The second planet seems far more welcoming - it is a lush environment with no predators and mild weather. Its inhabitants are just as welcoming, though just as strange as the other two races the Families have met - they are a group mind. Their abilities are in a way even more impressive than the inhabitants of the first planet the Families visited: the reason the planet is so welcoming is because they have made it so with a form of genetic engineering. However, their civilization is perhaps even more unsuitable for the Families than the master/pet civilization. This becomes evident when Mary Sperling, second oldest of the Families behind Long, who has always been fearful of death, joins the group mind in an attempt to become truly immortal.When the first baby conceived on the planet is born, the Families are horrified. The group mind has altered it as they have the planet, and though objectively the alterations are an improvement (every organ is more efficient, potent and better arranged, along with secondary miniature hands supported by miniature eyes) many cannot consider it human.
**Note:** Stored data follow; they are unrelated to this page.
use std::time::Duration;

use clap::{Args, Parser, Subcommand, ValueEnum};
use courierhub::api::{ApiClient, ApiError, BookingRequest, Parcel};
use courierhub::config::ClientConfig;
use courierhub::realtime::{Connection, NoticeFeed, TrackingScope, TrackingSubscription, TransportState, get_connection};
use courierhub::session::{self, Role, SessionError};
use courierhub::state::TrackingView;
use courierhub::{ActionError, Actions};
use serde_json::Value;
use tracing_subscriber::EnvFilter;
use wire::events::{ParcelStatus, Priority};

/// How long a one-shot command waits for its events to reach the server.
const EMIT_GRACE: Duration = Duration::from_secs(10);

#[derive(Debug, thiserror::Error)]
enum CliError {
    #[error(transparent)]
    Api(#[from] ApiError),
    #[error(transparent)]
    Action(#[from] ActionError),
    #[error(transparent)]
    Session(#[from] SessionError),
    #[error("not signed in; run `courierhub login` first")]
    NotSignedIn,
    #[error("no parcel with tracking number {0}")]
    ParcelNotFound(String),
    #[error("invalid HTTP method: {0}")]
    InvalidMethod(String),
    #[error("invalid JSON payload: {0}")]
    InvalidJson(#[from] serde_json::Error),
}

#[derive(Parser, Debug)]
#[command(name = "courierhub", about = "CourierHub parcel tracking client")]
struct Cli {
    #[command(subcommand)]
    command: Command,
}

#[derive(Subcommand, Debug)]
enum Command {
    /// Sign in and store the session.
    Login {
        #[arg(long, env = "COURIER_EMAIL")]
        email: String,
        #[arg(long, env = "COURIER_PASSWORD", hide_env_values = true)]
        password: String,
    },
    /// Forget the stored session.
    Logout,
    /// Show the signed-in user.
    Whoami,
    /// List parcels visible to the signed-in role.
    Parcels,
    /// Look a parcel up by tracking number.
    Search { tracking_number: String },
    /// Follow live updates for a parcel.
    Track(TrackArgs),
    /// Book a parcel.
    Book(BookArgs),
    Agent(AgentCommand),
    Admin(AdminCommand),
    /// Raw REST call, e.g. `api GET /parcels/my-parcels`.
    Api {
        method: String,
        endpoint: String,
        #[arg(long)]
        data: Option<String>,
    },
}

#[derive(Args, Debug)]
struct TrackArgs {
    parcel_id: String,
    /// Stop after this many live updates.
    #[arg(long)]
    max_updates: Option<usize>,
    /// Override the event subset derived from the signed-in role.
    #[arg(long, value_enum)]
    scope: Option<ScopeArg>,
}

#[derive(Clone, Copy, Debug, ValueEnum)]
enum ScopeArg {
    Full,
    Status,
}

impl From<ScopeArg> for TrackingScope {
    fn from(scope: ScopeArg) -> Self {
        match scope {
            ScopeArg::Full => Self::Full,
            ScopeArg::Status => Self::StatusOnly,
        }
    }
}

#[derive(Args, Debug)]
struct BookArgs {
    #[arg(long)]
    pickup_address: String,
    #[arg(long)]
    pickup_city: String,
    #[arg(long)]
    delivery_address: String,
    #[arg(long)]
    delivery_city: String,
    #[arg(long, default_value = "package")]
    parcel_type: String,
    #[arg(long)]
    weight: f64,
    #[arg(long, default_value = "prepaid")]
    payment_method: String,
    #[arg(long)]
    cod_amount: Option<f64>,
    #[arg(long)]
    shipping_cost: f64,
}

#[derive(Args, Debug)]
struct AgentCommand {
    #[command(subcommand)]
    command: AgentSubcommand,
}

#[derive(Subcommand, Debug)]
enum AgentSubcommand {
    /// Parcels assigned to the signed-in agent, in route order.
    Route,
    /// Share the current position for a parcel.
    Location {
        parcel_id: String,
        #[arg(allow_negative_numbers = true)]
        latitude: f64,
        #[arg(allow_negative_numbers = true)]
        longitude: f64,
    },
    /// Move a parcel to a new status.
    Status {
        parcel_id: String,
        status: ParcelStatus,
        /// Required when the status is `failed`.
        #[arg(long)]
        reason: Option<String>,
    },
}

#[derive(Args, Debug)]
struct AdminCommand {
    #[command(subcommand)]
    command: AdminSubcommand,
}

#[derive(Subcommand, Debug)]
enum AdminSubcommand {
    Metrics,
    Users,
    /// Announce a message to every connected user.
    Broadcast {
        message: String,
        #[arg(long, value_enum, default_value_t = PriorityArg::Info)]
        priority: PriorityArg,
    },
    Assign {
        parcel_id: String,
        agent_id: String,
    },
    Unassign {
        parcel_id: String,
    },
    /// Print dashboard notices as they arrive.
    Notices {
        #[arg(long)]
        count: Option<usize>,
    },
}

#[derive(Clone, Copy, Debug, ValueEnum)]
enum PriorityArg {
    Info,
    Warning,
    Critical,
}

impl From<PriorityArg> for Priority {
    fn from(priority: PriorityArg) -> Self {
        match priority {
            PriorityArg::Info => Self::Info,
            PriorityArg::Warning => Self::Warning,
            PriorityArg::Critical => Self::Critical,
        }
    }
}

#[tokio::main]
async fn main() -> Result<(), CliError> {
    dotenvy::dotenv().ok();
    tracing_subscriber::fmt()
        .with_env_filter(EnvFilter::try_from_default_env().unwrap_or_else(|_| EnvFilter::new("info")))
        .with_writer(std::io::stderr)
        .init();

    let cli = Cli::parse();
    let config = ClientConfig::from_env();
    let api = ApiClient::new(&config, session::store())?;

    match cli.command {
        Command::Login { email, password } => run_login(&api, &email, &password).await,
        Command::Logout => {
            api.session().clear()?;
            println!("signed out");
            Ok(())
        }
        Command::Whoami => run_whoami(&api),
        Command::Parcels => run_parcels(&api).await,
        Command::Search { tracking_number } => run_search(&api, &tracking_number).await,
        Command::Track(args) => run_track(&api, args).await,
        Command::Book(args) => run_book(api, args).await,
        Command::Agent(agent) => run_agent(api, agent).await,
        Command::Admin(admin) => run_admin(api, admin).await,
        Command::Api { method, endpoint, data } => run_api(&api, &method, &endpoint, data.as_deref()).await,
    }
}

// =============================================================================
// SESSION
// =============================================================================

async fn run_login(api: &ApiClient, email: &str, password: &str) -> Result<(), CliError> {
    let session = api.login(email, password).await?;
    let user = session.user.ok_or(CliError::NotSignedIn)?;
    println!("signed in as {} ({:?}); landing page {}", user.name, user.role, user.role.landing_path());
    Ok(())
}

fn run_whoami(api: &ApiClient) -> Result<(), CliError> {
    let user = api.session().user().ok_or(CliError::NotSignedIn)?;
    println!("{} <{}> {:?} id={}", user.name, user.email, user.role, user.id);
    Ok(())
}

fn signed_in_role(api: &ApiClient) -> Result<Role, CliError> {
    api.session().user().map(|u| u.role).ok_or(CliError::NotSignedIn)
}

// =============================================================================
// PARCELS
// =============================================================================

async fn run_parcels(api: &ApiClient) -> Result<(), CliError> {
    let parcels = match signed_in_role(api)? {
        Role::Customer => api.my_parcels().await?,
        Role::Agent => api.assigned_parcels().await?,
        Role::Admin => api.admin_parcels().await?,
    };
    print_parcels(&parcels);
    Ok(())
}

async fn run_search(api: &ApiClient, tracking_number: &str) -> Result<(), CliError> {
    let parcel = api
        .search_parcel(tracking_number)
        .await?
        .ok_or_else(|| CliError::ParcelNotFound(tracking_number.to_owned()))?;
    print_parcels(std::slice::from_ref(&parcel));
    Ok(())
}

async fn run_track(api: &ApiClient, args: TrackArgs) -> Result<(), CliError> {
    let scope = match args.scope {
        Some(scope) => scope.into(),
        None => TrackingScope::for_role(api.session().user().map(|u| u.role).unwrap_or_default()),
    };
    let subscription = TrackingSubscription::open(get_connection(), &args.parcel_id, scope);
    if let Err(e) = subscription.refresh(api).await {
        tracing::warn!(parcel_id = %args.parcel_id, error = %e, "could not load parcel; waiting for live updates");
    }
    let snapshot = subscription.view();
    print_snapshot(&snapshot);

    let mut view = subscription.watch();
    let mut printed = view.borrow_and_update().updates.len();
    let mut live = 0_usize;
    let finished = snapshot.status.is_some_and(ParcelStatus::is_terminal);
    while !finished {
        tokio::select! {
            changed = view.changed() => {
                if changed.is_err() {
                    break;
                }
                let current = view.borrow_and_update().clone();
                for update in current.updates.iter().skip(printed) {
                    println!("{} [{}] {}", update.timestamp, update.kind, update.message);
                    live += 1;
                }
                printed = current.updates.len();
                if current.status.is_some_and(ParcelStatus::is_terminal) || args.max_updates.is_some_and(|max| live >= max) {
                    break;
                }
            }
            _ = tokio::signal::ctrl_c() => break,
        }
    }

    drop(subscription);
    settle(get_connection()).await;
    Ok(())
}

async fn run_book(api: ApiClient, args: BookArgs) -> Result<(), CliError> {
    let booking = BookingRequest {
        pickup_address: args.pickup_address,
        pickup_city: args.pickup_city,
        delivery_address: args.delivery_address,
        delivery_city: args.delivery_city,
        parcel_type: args.parcel_type,
        weight: args.weight,
        payment_method: args.payment_method,
        cod_amount: args.cod_amount,
        shipping_cost: args.shipping_cost,
    };
    let actions = Actions::new(api, get_connection().clone());
    let parcel = actions.book_parcel(&booking).await?;
    println!("booked {} (tracking number {})", parcel.id, parcel.tracking_number);
    settle(actions.connection()).await;
    Ok(())
}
Lazarus calls a mass meeting of the humans on the planet. He states that humans are what they are because they are individuals, and that he feels he has no place on this world. He asks if any agree with him. Thus, though about a fourth of their number remain on the planet, Lazarus, and a majority of the Families, decides it's time to go back to Earth and claim their rights. Libby, with the help of the group mind, has designed a true faster than light drive - they can be home in just months.
The Families return to the Solar System to discover that their travels have taken seventy-five Earth-years. To their surprise they find that on earth great longevity is commonplace. Spurred on by the (false) belief that there was some specific "technique" to the Howards' longevity, Earth's inhabitants have explored every avenue known to science to duplicate the feat; and have succeeded through the production of artificial blood, to be transfused into recipients and keep them "younger." Thus, the Families are no longer threatened - in fact they now possess something even more important than immortality: faster than light travel! The Solar System is incredibly crowded (one now must acquire a licence to have a child!), and immigration to other worlds can prevent catastrophe. Libby and Long decide to recruit other members of the Families, and explore space with the new drive.
The New Frontiers is the second generation ship in this timeline; following the Vanguard, the vehicle for Heinlein's paired novellas, "Universe" and "Common Sense" (combined as Orphans of the Sky).